Changing Thailand, Not Changing Thailand: Of Water Buffalo, Work Elephants, and Cultural Persistence
Karen Connelly was a Rotary Exchange student in Phrae Province, northern Thailand, in 1986-1987 as a 16 and 17 year old. She published an enchanting memoir about her experiences in Phrae Province Dream of a Thosuand Lives: A Sojourn in Thailand in 1993, a book that won the coveted Governor General’s prize for Canadian Literature. I can indeed understand well why the book won the prize. Her descriptions of Phrae bring alive the world of northern Thailand in the 1980s. She describes well work elephants, water buffaloes, rice fields, the unusual food she ate (chicken feet!), and the beautiful Buddhist temples. Accordingly, I highly recommend the book to anyone interested in Thailand, living abroad, exchange students, or culture shock.
But most effective are Connelly’s descriptions of her relationships with the Thai people she met: her host mother, Rotary Club “fathers,” teachers, friends, and others she met during the year. In her description, Connelly relates well the difficulties in learning the Thai language, and adapting to the culture of Thailand. Her capacity to do this in my view is outstanding—and I have special knowledge of this too, because I also lived in Phrae in the early 1980s. In my case I was a 22-24 year old Peace Corps Volunteer.

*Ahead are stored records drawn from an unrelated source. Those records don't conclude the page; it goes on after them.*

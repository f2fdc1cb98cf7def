use tracing::debug;

use crate::error::{ConfigError, DomainError, HxError};
use crate::fluid::WaterProperties;
use crate::params::ParameterSet;
use crate::quantity::QuantityKind;

/// IF97 조회 시 압력이 없으면 쓰는 대기압(bar, 절대).
pub const ATMOSPHERIC_PRESSURE_BAR: f64 = 1.01325;

/// 열교환기 한쪽 유로를 흐르는 냉각 유체의 물성 세트. 모든 값은 SI 기준이다.
#[derive(Debug, Clone, PartialEq)]
pub struct Coolant {
    pub name: String,
    /// 밀도 [kg/m³]
    pub density: f64,
    /// 점도 [Pa·s]
    pub dynamic_viscosity: f64,
    /// 프란틀수
    pub prandtl_number: f64,
    /// 비열 [J/kg·K]
    pub specific_heat: f64,
    /// 열전도율 [W/m·K]
    pub thermal_conductivity: f64,
}

impl Coolant {
    /// 파라미터 섹션(`hot-coolant` 등)에서 물성을 읽는다.
    ///
    /// `fluid = "water"`인 섹션은 빠진 물성을 IF97로 `temperature_k`, `pressure`에서 계산해 채운다.
    /// 직접 적힌 물성이 항상 우선한다.
    pub fn from_parameters(
        params: &ParameterSet,
        section: &str,
        temperature_k: f64,
    ) -> Result<Self, HxError> {
        let key = |name: &str| format!("{section}.{name}");
        let name = params
            .optional_text(&key("name"))
            .unwrap_or_else(|| section.to_string());

        let water = match params.optional_text(&key("fluid")).as_deref() {
            None => None,
            Some(f) if f.eq_ignore_ascii_case("water") => {
                let pressure_bar = params
                    .optional_positive_quantity(&key("pressure"), QuantityKind::Pressure)?
                    .map(|pa| pa / 100_000.0)
                    .unwrap_or(ATMOSPHERIC_PRESSURE_BAR);
                let temperature_c = temperature_k - 273.15;
                debug!(section, temperature_c, pressure_bar, "looking up IF97 water properties");
                Some(WaterProperties::at(temperature_c, pressure_bar)?)
            }
            Some(other) => {
                return Err(ConfigError::InvalidValue {
                    key: key("fluid"),
                    reason: format!("unknown fluid {other:?}, expected \"water\""),
                }
                .into())
            }
        };

        let property =
            |name: &str, kind: QuantityKind, fallback: Option<f64>| -> Result<f64, ConfigError> {
                let k = key(name);
                match params.optional_positive_quantity(&k, kind)? {
                    Some(v) => Ok(v),
                    None => fallback.ok_or(ConfigError::MissingKey(k)),
                }
            };

        let density = property("density", QuantityKind::Density, water.map(|w| w.density))?;
        let dynamic_viscosity = property(
            "dynamic_viscosity",
            QuantityKind::Viscosity,
            water.map(|w| w.dynamic_viscosity),
        )?;
        let specific_heat = property(
            "specific_heat",
            QuantityKind::SpecificHeat,
            water.map(|w| w.specific_heat),
        )?;
        let thermal_conductivity = property(
            "thermal_conductivity",
            QuantityKind::ThermalConductivity,
            water.map(|w| w.thermal_conductivity),
        )?;
        let prandtl_number = property(
            "prandtl_number",
            QuantityKind::Dimensionless,
            water.map(|_| dynamic_viscosity * specific_heat / thermal_conductivity),
        )?;

        Ok(Self {
            name,
            density,
            dynamic_viscosity,
            prandtl_number,
            specific_heat,
            thermal_conductivity,
        })
    }

    /// 열량 `heat_w`[W]가 유량 `mass_flow`[kg/s]에 전달될 때의 온도 변화[K]. 부호는 열량을 따른다.
    pub fn temperature_change(&self, heat_w: f64, mass_flow: f64) -> Result<f64, DomainError> {
        let capacity_rate = mass_flow * self.specific_heat;
        if capacity_rate <= 0.0 || !capacity_rate.is_finite() {
            return Err(DomainError::NonPositive {
                what: "capacitance rate",
                value: capacity_rate,
            });
        }
        Ok(heat_w / capacity_rate)
    }

    /// 유량 `mass_flow`의 온도가 `delta_k`만큼 변할 때의 열량[W].
    pub fn heat_flow(&self, mass_flow: f64, delta_k: f64) -> f64 {
        mass_flow * self.specific_heat * delta_k
    }

    /// 레이놀즈수 Re = ρ·v·Dh/μ.
    pub fn reynolds_number(&self, velocity: f64, hydraulic_diameter: f64) -> f64 {
        self.density * velocity * hydraulic_diameter / self.dynamic_viscosity
    }

    /// 대류 열전달계수 h = Nu·k/Dh [W/m²·K].
    pub fn convective_coefficient(&self, nusselt: f64, hydraulic_diameter: f64) -> f64 {
        nusselt * self.thermal_conductivity / hydraulic_diameter
    }
}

Admittedly, when I lived in Phrae, I was different: a little older, and of course male. Nevertheless, Connelly’s description of life in Phrae, and especially the playful relationships she established with the people of Phrae resonated deeply with me. So did her frustrations with being a young expatriate in a sea of Thais, as she struggled to learn a difficult language, while dealing with the many stereotypes Thai had about farang, Canada, and the rest of the world. We also shared a need to separate ourselves from the enthusiastic sociality of Thai society and bury ourselves in books, writing, walks, daydreaming in order to satisfy the western need for a solitude which was inevitably interrupted by Thais concerned that we were “lonely.”
I do though take exception to one point that Connelly makes in an introduction to the book she wrote for the American edition in 2001. She claims that the world she observed in Thailand in 1986-1987 is now in the past, irretrievably so. In large part this is because indeed, the charismatic elephants, water buffalo, and rural lifestyles that so enchanted her are disappearing from Thailand. I returned to Thailand in 2010 and 2011, and can agree that this is indeed the case. There are indeed no more water buffalo in the fields—they have been replaced by various kinds of diesel-powered tractors. (Thai farmers have let me know that the “metal bufallos” are a lot easier to take care of then the real thing, less ornery, and can plow longer without rest and a wallow). Really all that remains of the enchanting parts Connelly described during her Rotary year are the Buddhist Temples, and the ubiquitous monks in their orange robes. The charismatic elephants are around, but mainly for tourists to whom under-employed mahouts sell rides; no longer are random work elephants found walking down the road, as they were in the 1980s.
But in my eye, the really important things about northern Thailand have not changed as much as she claims. Especially, the very human elements that Connelly describes so well are still evident. There is still a playfulness in the relationships between people that is uniquely Thai. There is also an open curiousness about the rest of the world couched in many of the same stereotypes Connelly and I dealt with in the 1980s. The Thai are also just as quick to laugh, and have fun. I suspect that they are just as quick to worry about expatriates who enjoy the solitude of a walk, or time alone with a notebook writing letters and diaries, too.